These entries are to be set down again exactly.

# [SUPPLIED DATA]

● ● ● ●

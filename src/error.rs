use thiserror::Error;

/// Result type alias for archive operations
pub type Result<T> = std::result::Result<T, ArchiveError>;

/// Errors that can occur when working with disk image archives
#[derive(Debug, Error)]
pub enum ArchiveError {
    /// I/O error occurred while reading an image or spawning the reader tool
    #[error("I/O error: {0}")]
    Io(#[from] std::io::Error),

    /// File of zero length
    #[error("Empty image: file has zero length")]
    EmptyImage,

    /// Header does not match either the DSK or EDSK signature
    #[error("Unknown signature: not a DSK or EDSK image")]
    UnknownSignature,

    /// Tracks or sides byte in the disk header is zero
    #[error("Invalid geometry: {tracks} track(s), {sides} side(s)")]
    InvalidGeometry {
        /// Track count from the disk header
        tracks: u8,
        /// Side count from the disk header
        sides: u8,
    },

    /// Track data extends past the end of the image
    #[error("Track {track} side {side} extends to offset {end} past end of image ({len} bytes)")]
    OutOfBounds {
        /// Track number
        track: u8,
        /// Side number
        side: u8,
        /// End offset the track would need
        end: usize,
        /// Actual image length
        len: usize,
    },

    /// A track's declared size cannot hold its 256-byte header
    #[error("Track {track} side {side} declares {size} bytes, too small for a track header")]
    TrackHeaderTooSmall {
        /// Track number
        track: u8,
        /// Side number
        side: u8,
        /// Declared track size
        size: usize,
    },

    /// Filesystem operation requested on an image that holds no FAT volume
    #[error("Not a FAT filesystem")]
    NotFatFilesystem,

    /// Recover/read request with a cluster below 2 or past the data area
    #[error("Invalid cluster {0}")]
    InvalidCluster(u16),

    /// File not found in the filesystem
    #[error("File not found: {0}")]
    FileNotFound(String),

    /// Acquisition requested while another read is in flight
    #[error("Device busy: another acquisition is in progress")]
    DeviceBusy,

    /// The external reader tool exited with a failure
    #[error("External read failed: {stderr}")]
    ExternalReadFailed {
        /// Captured standard-error text from the tool
        stderr: String,
    },

    /// The acquisition read was aborted by a cancellation request
    #[error("Read cancelled")]
    Cancelled,
}

#[cfg(test)]
mod tests {
    use super::*;

    #[test]
    fn test_error_display() {
        let err = ArchiveError::InvalidGeometry { tracks: 0, sides: 2 };
        assert_eq!(err.to_string(), "Invalid geometry: 0 track(s), 2 side(s)");
    }

    #[test]
    fn test_out_of_bounds_display() {
        let err = ArchiveError::OutOfBounds {
            track: 12,
            side: 1,
            end: 40000,
            len: 32768,
        };
        assert_eq!(
            err.to_string(),
            "Track 12 side 1 extends to offset 40000 past end of image (32768 bytes)"
        );
    }

    #[test]
    fn test_external_read_failed_display() {
        let err = ArchiveError::ExternalReadFailed {
            stderr: "no device found".to_string(),
        };
        assert_eq!(err.to_string(), "External read failed: no device found");
    }
}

● ● ● ●

# [SOLUTION TO THE EXERCISE]
filename src/error.rs
use thiserror::Error;

/// Result type alias for archive operations
pub type Result<T> = std::result::Result<T, ArchiveError>;

/// Errors that can occur when working with disk image archives
#[derive(Debug, Error)]
pub enum ArchiveError {
    /// I/O error occurred while reading an image or spawning the reader tool
    #[error("I/O error: {0}")]
    Io(#[from] std::io::Error),

    /// File of zero length
    #[error("Empty image: file has zero length")]
    EmptyImage,

    /// Header does not match either the DSK or EDSK signature
    #[error("Unknown signature: not a DSK or EDSK image")]
    UnknownSignature,

    /// Tracks or sides byte in the disk header is zero
    #[error("Invalid geometry: {tracks} track(s), {sides} side(s)")]
    InvalidGeometry {
        /// Track count from the disk header
        tracks: u8,
        /// Side count from the disk header
        sides: u8,
    },

    /// Track data extends past the end of the image
    #[error("Track {track} side {side} extends to offset {end} past end of image ({len} bytes)")]
    OutOfBounds {
        /// Track number
        track: u8,
        /// Side number
        side: u8,
        /// End offset the track would need
        end: usize,
        /// Actual image length
        len: usize,
    },

    /// A track's declared size cannot hold its 256-byte header
    #[error("Track {track} side {side} declares {size} bytes, too small for a track header")]
    TrackHeaderTooSmall {
        /// Track number
        track: u8,
        /// Side number
        side: u8,
        /// Declared track size
        size: usize,
    },

    /// Filesystem operation requested on an image that holds no FAT volume
    #[error("Not a FAT filesystem")]
    NotFatFilesystem,

    /// Recover/read request with a cluster below 2 or past the data area
    #[error("Invalid cluster {0}")]
    InvalidCluster(u16),

    /// File not found in the filesystem
    #[error("File not found: {0}")]
    FileNotFound(String),

    /// Acquisition requested while another read is in flight
    #[error("Device busy: another acquisition is in progress")]
    DeviceBusy,

    /// The external reader tool exited with a failure
    #[error("External read failed: {stderr}")]
    ExternalReadFailed {
        /// Captured standard-error text from the tool
        stderr: String,
    },

    /// The acquisition read was aborted by a cancellation request
    #[error("Read cancelled")]
    Cancelled,
}

#[cfg(test)]
mod tests {
    use super::*;

    #[test]
    fn test_error_display() {
        let err = ArchiveError::InvalidGeometry { tracks: 0, sides: 2 };
        assert_eq!(err.to_string(), "Invalid geometry: 0 track(s), 2 side(s)");
    }

    #[test]
    fn test_out_of_bounds_display() {
        let err = ArchiveError::OutOfBounds {
            track: 12,
            side: 1,
            end: 40000,
            len: 32768,
        };
        assert_eq!(
            err.to_string(),
            "Track 12 side 1 extends to offset 40000 past end of image (32768 bytes)"
        );
    }

    #[test]
    fn test_external_read_failed_display() {
        let err = ArchiveError::ExternalReadFailed {
            stderr: "no device found".to_string(),
        };
        assert_eq!(err.to_string(), "External read failed: no device found");
    }
}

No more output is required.